2. Jjondeugi Rasa Kopi atau Cokelat
Cocok untuk remaja dan dewasa yang menyukai rasa pahit-manis.
3. Jjondeugi Isi Keju atau Cokelat
Dibuat seperti permen lumer dengan isian di dalamnya.
4. Jjondeugi Vegan
Menghindari penggunaan gelatin atau bahan hewani, cocok untuk konsumen vegan.
5. Jjondeugi Panggang Kemasan
Versi siap makan dengan lapisan luar yang garing.

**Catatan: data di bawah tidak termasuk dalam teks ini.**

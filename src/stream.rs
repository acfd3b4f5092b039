//! Stream model and journal-row parsing.

use crate::amount::Amount;
use crate::error::RecordError;
use crate::status::{Direction, InvalidTransition, StreamEvent, StreamStatus};
use serde::Deserialize;
use std::str::FromStr;

/// A single payment stream between two accounts for one token.
///
/// `active_secs` only moves while the stream is active; pausing or
/// terminating freezes it, so the accrued value computed from it is frozen
/// too.
#[derive(Debug, Clone, PartialEq, Eq)]
pub struct Stream {
    /// Unique stream identifier
    pub id: String,

    /// Token account the stream pays in
    pub token: String,

    /// Whether the stream pays into or out of the viewed account
    pub direction: Direction,

    /// Current lifecycle status
    pub status: StreamStatus,

    /// Value accrued per second of active time, in the token's natural unit
    pub rate_per_sec: Amount,

    /// Seconds the stream has spent in the active status
    pub active_secs: u64,
}

impl Stream {
    /// Creates a stream in the entry status with no accrued time.
    pub fn new(id: String, token: String, direction: Direction, rate_per_sec: Amount) -> Self {
        Stream {
            id,
            token,
            direction,
            status: StreamStatus::Initialized,
            rate_per_sec,
            active_secs: 0,
        }
    }

    /// Applies a lifecycle event to the stream's status machine.
    ///
    /// On rejection the stream is left unchanged.
    pub fn apply(&mut self, event: StreamEvent) -> std::result::Result<(), InvalidTransition> {
        self.status = self.status.apply(event)?;
        Ok(())
    }

    /// Adds elapsed wall-clock seconds to the stream's active time.
    ///
    /// Only an active stream accumulates; for every other status the clock
    /// is frozen and this returns `false` without touching the counter.
    pub fn advance(&mut self, seconds: u64) -> bool {
        if self.status.accrues() {
            self.active_secs += seconds;
            true
        } else {
            false
        }
    }
}

/// Raw journal row as read from CSV.
///
/// Expected columns: `event, stream, token, direction, rate_per_sec,
/// seconds`. Lifecycle rows fill only the first two; `create` rows add the
/// token, direction and rate; `advance` rows add the seconds column.
#[derive(Debug, Deserialize)]
pub struct EventRecord {
    /// Event kind: create, start, pause, resume, complete, interrupt, advance
    pub event: String,

    /// Stream identifier the event applies to
    pub stream: String,

    /// Token account (create rows only)
    pub token: Option<String>,

    /// `in` or `out` relative to the viewed account (create rows only)
    pub direction: Option<String>,

    /// Per-second accrual rate (create rows only)
    pub rate_per_sec: Option<String>,

    /// Elapsed active seconds to add (advance rows only)
    pub seconds: Option<String>,
}

/// A journal event validated into typed form.
#[derive(Debug, Clone, PartialEq, Eq)]
pub struct ParsedEvent {
    /// Stream the event applies to
    pub stream_id: String,

    /// What happened
    pub kind: EventKind,
}

/// The journal vocabulary.
#[derive(Debug, Clone, PartialEq, Eq)]
pub enum EventKind {
    /// Register a new stream in the entry status
    Create {
        token: String,
        direction: Direction,
        rate_per_sec: Amount,
    },

    /// Drive the stream's status machine
    Lifecycle(StreamEvent),

    /// Report elapsed wall-clock seconds
    Advance { seconds: u64 },
}

impl EventRecord {
    /// Validates the raw row into a typed event.
    ///
    /// Returns an error describing the first problem found; the caller
    /// decides whether to skip or abort (the engine skips).
    pub fn parse(&self) -> std::result::Result<ParsedEvent, RecordError> {
        let stream_id = self.stream.trim();
        if stream_id.is_empty() {
            return Err(RecordError::MissingStream);
        }

        let kind = match self.event.trim().to_lowercase().as_str() {
            "create" => EventKind::Create {
                token: self.parse_token()?,
                direction: self.parse_direction()?,
                rate_per_sec: self.parse_rate()?,
            },
            "start" => EventKind::Lifecycle(StreamEvent::Start),
            "pause" => EventKind::Lifecycle(StreamEvent::Pause),
            "resume" => EventKind::Lifecycle(StreamEvent::Resume),
            "complete" => EventKind::Lifecycle(StreamEvent::Complete),
            "interrupt" => EventKind::Lifecycle(StreamEvent::Interrupt),
            "advance" => EventKind::Advance {
                seconds: self.parse_seconds()?,
            },
            other => return Err(RecordError::UnknownEvent(other.to_string())),
        };

        Ok(ParsedEvent {
            stream_id: stream_id.to_string(),
            kind,
        })
    }

    fn parse_token(&self) -> std::result::Result<String, RecordError> {
        match &self.token {
            Some(token) if !token.trim().is_empty() => Ok(token.trim().to_string()),
            _ => Err(RecordError::MissingToken),
        }
    }

    fn parse_direction(&self) -> std::result::Result<Direction, RecordError> {
        let raw = match &self.direction {
            Some(direction) if !direction.trim().is_empty() => direction.trim(),
            _ => return Err(RecordError::MissingDirection),
        };
        Direction::parse(raw).ok_or_else(|| RecordError::UnknownDirection(raw.to_string()))
    }

    fn parse_rate(&self) -> std::result::Result<Amount, RecordError> {
        let raw = match &self.rate_per_sec {
            Some(rate) if !rate.trim().is_empty() => rate.trim(),
            _ => return Err(RecordError::MissingRate),
        };
        let rate =
            Amount::from_str(raw).map_err(|_| RecordError::InvalidRate(raw.to_string()))?;
        if rate.is_negative() {
            return Err(RecordError::NegativeRate(rate));
        }
        Ok(rate)
    }

    fn parse_seconds(&self) -> std::result::Result<u64, RecordError> {
        let raw = match &self.seconds {
            Some(seconds) if !seconds.trim().is_empty() => seconds.trim(),
            _ => return Err(RecordError::MissingSeconds),
        };
        let seconds: i64 = raw
            .parse()
            .map_err(|_| RecordError::InvalidSeconds(raw.to_string()))?;
        if seconds < 0 {
            return Err(RecordError::NegativeElapsed(seconds));
        }
        Ok(seconds as u64)
    }
}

Tren dan Popularitas Kembali Jjondeugi
Sejak tahun 2020-an, Jjondeugi Permen mengalami lonjakan popularitas berkat beberapa faktor:
Konten nostalgia: Banyak influencer Korea membagikan video mencoba jajanan masa kecil.
Media sosial: TikTok dan Instagram penuh dengan video membakar Jjondeugi Permen.
Minat global terhadap kuliner Korea: Setelah popularitas dalgona dan tteokbokki, Jjondeugi Permen menjadi camilan berikutnya yang menarik perhatian dunia.
Peluang Bisnis Jjondeugi di Indonesia
Dengan tren makanan Korea yang terus berkembang di indrabet Indonesia, Jjondeugi Permen memiliki potensi besar untuk dijadikan produk kuliner inovatif:
1. Camilan Kekinian
Dijual dalam bentuk kemasan kecil sebagai snack premium.
2. Produk Frozen / Siap Panggang
Dipasarkan untuk anak muda yang ingin pengalaman bakar permen ala Korea di rumah.
3. Kolaborasi Dessert
Dijadikan topping untuk es krim, roti, atau bahkan minuman boba.
4. Event Pop-up atau Festival Korea
Booth Jjondeugi Permen bisa menjadi pusat perhatian karena unik dan mudah dikreasikan.
Tips Menjual dan Memasarkan Jjondeugi
Gunakan kemasan menarik dan berwarna cerah.
Berikan instruksi cara memanggang atau menghangatkan.
Buat variasi rasa dan ukuran.
Libatkan media sosial sebagai strategi promosi.
Sediakan versi “mini pack” untuk tester atau oleh-oleh.
Kesimpulan
Jjondeugi, permen lengket dan kenyal khas Korea, adalah camilan yang sederhana namun penuh pesona. Dengan cita rasa manis, tekstur unik, dan pengalaman makan yang seru, Jjondeugi Permen bukan hanya makanan, tapi juga bagian dari kenangan dan budaya populer.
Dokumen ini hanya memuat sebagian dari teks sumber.